Richard.....here you have reasoned a positive case for the adoption of the swivel bearing.
I can just as easily reason a positive case for omitting it.
Now....just open your mind to replacing the fraying string...
No SUPATRAC arm suffers from "fraying string", because I foresaw that problem and always ensured that the hoist was nowhere in contact with sharp edges. The information about hoist longevity is from a manual which was drafted within a year of applying for the patent. We are now four years in and I have not seen any fraying. As far as I'm aware you haven't used a SUPATRAC arm, and I would be grateful if you would refrain from insinuating that they have problems with fraying when in reality they don't. I accept that your arm exhibited fraying, but you should have thought of that and built it properly.
Dont adopt the closed mind attitude of some of our forum members. Try it then comment.

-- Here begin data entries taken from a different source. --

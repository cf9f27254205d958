//! Client-side driver for USB HID LampArray devices.
//!
//! [`LampArray`] opens a device through a [`HidConnector`], reads its lamp
//! topology and keeps a desired color plus a dirty flag for every lamp.
//! Changes are either buffered ([`UpdateMode::Deferred`]) and sent together
//! by [`LampArray::show`], or sent right away as a single range update
//! ([`UpdateMode::Immediate`]).
//!
//! ```no_run
//! # #[cfg(feature = "hidapi")]
//! # fn main() -> Result<(), Box<dyn std::error::Error>> {
//! use lamp_array::{HidApiConnector, LampArray, LampArrayConfig, LampColor, UpdateMode};
//!
//! let mut lamps = LampArray::connect(HidApiConnector::new()?, LampArrayConfig::default())?;
//! lamps.fill(LampColor::rgb(255, 0, 0), UpdateMode::Deferred)?;
//! lamps.set(0, LampColor::rgb(0, 0, 255), UpdateMode::Deferred)?;
//! lamps.show()?;
//! # Ok(())
//! # }
//! # #[cfg(not(feature = "hidapi"))]
//! # fn main() {}
//! ```
//!
//! The driver is synchronous and single-threaded: every call blocks until
//! its reports are written. It never throttles; pacing updates to
//! [`LampArray::min_update_interval`] is up to the caller.

#![deny(unsafe_op_in_unsafe_fn)]
#![deny(clippy::unwrap_used)]

pub mod config;
pub mod dispatch;
pub mod error;
pub mod session;
pub mod state;
pub mod transport;

pub use config::{DEFAULT_MAX_REPORT_LEN, LampArrayConfig};
pub use dispatch::{UpdateDispatcher, plan_flush};
pub use error::{LampArrayError, Result, TransportError, TransportResult};
pub use session::{LampArray, UpdateMode};
pub use state::{LampState, LampStateTable};
#[cfg(feature = "hidapi")]
pub use transport::{HidApiConnector, HidApiDevice};
pub use transport::{DeviceIdentity, FeatureReportDevice, HidConnector};

pub use hid_lamp_array_protocol::{
    LampArrayAttributes, LampArrayKind, LampAttributes, LampColor, LampPurpose,
};
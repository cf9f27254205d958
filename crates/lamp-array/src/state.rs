//! Desired color and dirty flag for every lamp.

use crate::error::{LampArrayError, Result};
use hid_lamp_array_protocol::LampColor;

/// Color last written for a lamp and whether the device has seen it.
#[derive(Debug, Clone, Copy, Default, PartialEq, Eq)]
pub struct LampState {
    pub color: LampColor,
    pub dirty: bool,
}

/// Flat per-lamp table indexed by lamp id, sized when the device is opened.
///
/// Not synchronized; the owning session is the only writer.
#[derive(Debug, Clone, Default, PartialEq, Eq)]
pub struct LampStateTable {
    lamps: Vec<LampState>,
}

impl LampStateTable {
    /// `lamp_count` clean lamps, all off.
    pub fn new(lamp_count: u16) -> Self {
        Self {
            lamps: vec![LampState::default(); usize::from(lamp_count)],
        }
    }

    pub fn lamp_count(&self) -> u16 {
        // Constructed from a u16 count, so this never saturates.
        u16::try_from(self.lamps.len()).unwrap_or(u16::MAX)
    }

    pub fn is_empty(&self) -> bool {
        self.lamps.is_empty()
    }

    fn out_of_range(&self, id: u32) -> LampArrayError {
        LampArrayError::IndexOutOfRange {
            id,
            lamp_count: self.lamp_count(),
        }
    }

    fn entry(&self, id: u16) -> Result<&LampState> {
        self.lamps
            .get(usize::from(id))
            .ok_or_else(|| self.out_of_range(u32::from(id)))
    }

    fn entry_mut(&mut self, id: u16) -> Result<&mut LampState> {
        let lamp_count = self.lamp_count();
        self.lamps
            .get_mut(usize::from(id))
            .ok_or(LampArrayError::IndexOutOfRange {
                id: u32::from(id),
                lamp_count,
            })
    }

    /// Store `color` for `id` and mark it dirty.
    pub fn set(&mut self, id: u16, color: LampColor) -> Result<()> {
        *self.entry_mut(id)? = LampState { color, dirty: true };
        Ok(())
    }

    /// Color last written for `id`, transmitted or not.
    pub fn get(&self, id: u16) -> Result<LampColor> {
        self.entry(id).map(|lamp| lamp.color)
    }

    pub fn is_dirty(&self, id: u16) -> Result<bool> {
        self.entry(id).map(|lamp| lamp.dirty)
    }

    /// Ids `[start, start + count)` as slice bounds, if they all exist.
    fn span(&self, start: u16, count: u16) -> Result<std::ops::Range<usize>> {
        let begin = usize::from(start);
        let end = begin.saturating_add(usize::from(count));
        if end > self.lamps.len() || (count == 0 && begin > self.lamps.len()) {
            let last = u32::from(start)
                .saturating_add(u32::from(count))
                .saturating_sub(1)
                .max(u32::from(start));
            return Err(self.out_of_range(last));
        }
        Ok(begin..end)
    }

    /// Check that every id in `[start, start + count)` exists.
    pub fn check_span(&self, start: u16, count: u16) -> Result<()> {
        self.span(start, count).map(|_| ())
    }

    /// [`set`](Self::set) for every id in `[start, start + count)`.
    ///
    /// The whole range is checked before any lamp changes.
    pub fn fill_range(&mut self, start: u16, count: u16, color: LampColor) -> Result<()> {
        let span = self.span(start, count)?;
        for lamp in self.lamps.get_mut(span).into_iter().flatten() {
            *lamp = LampState { color, dirty: true };
        }
        Ok(())
    }

    /// Record that `color` was transmitted for `[start, end]`: store it and clear dirty.
    pub fn commit_range(&mut self, start: u16, end: u16, color: LampColor) -> Result<()> {
        let count = end.saturating_sub(start).saturating_add(1);
        let span = self.span(start, count)?;
        for lamp in self.lamps.get_mut(span).into_iter().flatten() {
            *lamp = LampState {
                color,
                dirty: false,
            };
        }
        Ok(())
    }

    pub fn mark_clean(&mut self, id: u16) -> Result<()> {
        self.entry_mut(id)?.dirty = false;
        Ok(())
    }

    /// Ascending `(id, color)` pairs of every dirty lamp.
    pub fn dirty_lamps(&self) -> Vec<(u16, LampColor)> {
        (0..=u16::MAX)
            .zip(&self.lamps)
            .filter(|(_, lamp)| lamp.dirty)
            .map(|(id, lamp)| (id, lamp.color))
            .collect()
    }

    pub fn dirty_count(&self) -> usize {
        self.lamps.iter().filter(|lamp| lamp.dirty).count()
    }

    pub fn iter(&self) -> impl Iterator<Item = &LampState> {
        self.lamps.iter()
    }
}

I can imagine a million different ways of making a SUPA, but I'm getting old and will not have time to try them all. I have to concentrate on solving real problems, not imaginary ones, or errors I haven't made.
I can certainly envisage a much simpler & reliable way to string the hoists without using complicated knots

Slip knots and a clove hitch aren't complicated - they are knots that normal people tie every day. We tie them with ease in the workshop, and only a handful of customers has ever needed to do so when maintaining their arms. The overwhelming majority of the hundreds of SUPATRAC customers have not had to tie any knots when installing or using their SUPAs. Again, you seem to be attacking a product you have never used and with which you are unfamiliar.
Making a DIY arm and successfully producing a commercially competitive arm are not exactly the same problem. It may or may not happen that I produce a swivel-apex SUPA in the future, but I will have to develop any commercial version methodically, weighing up whether there are any advantages in sound, set-up, cost, ease of production and ease of maintenance.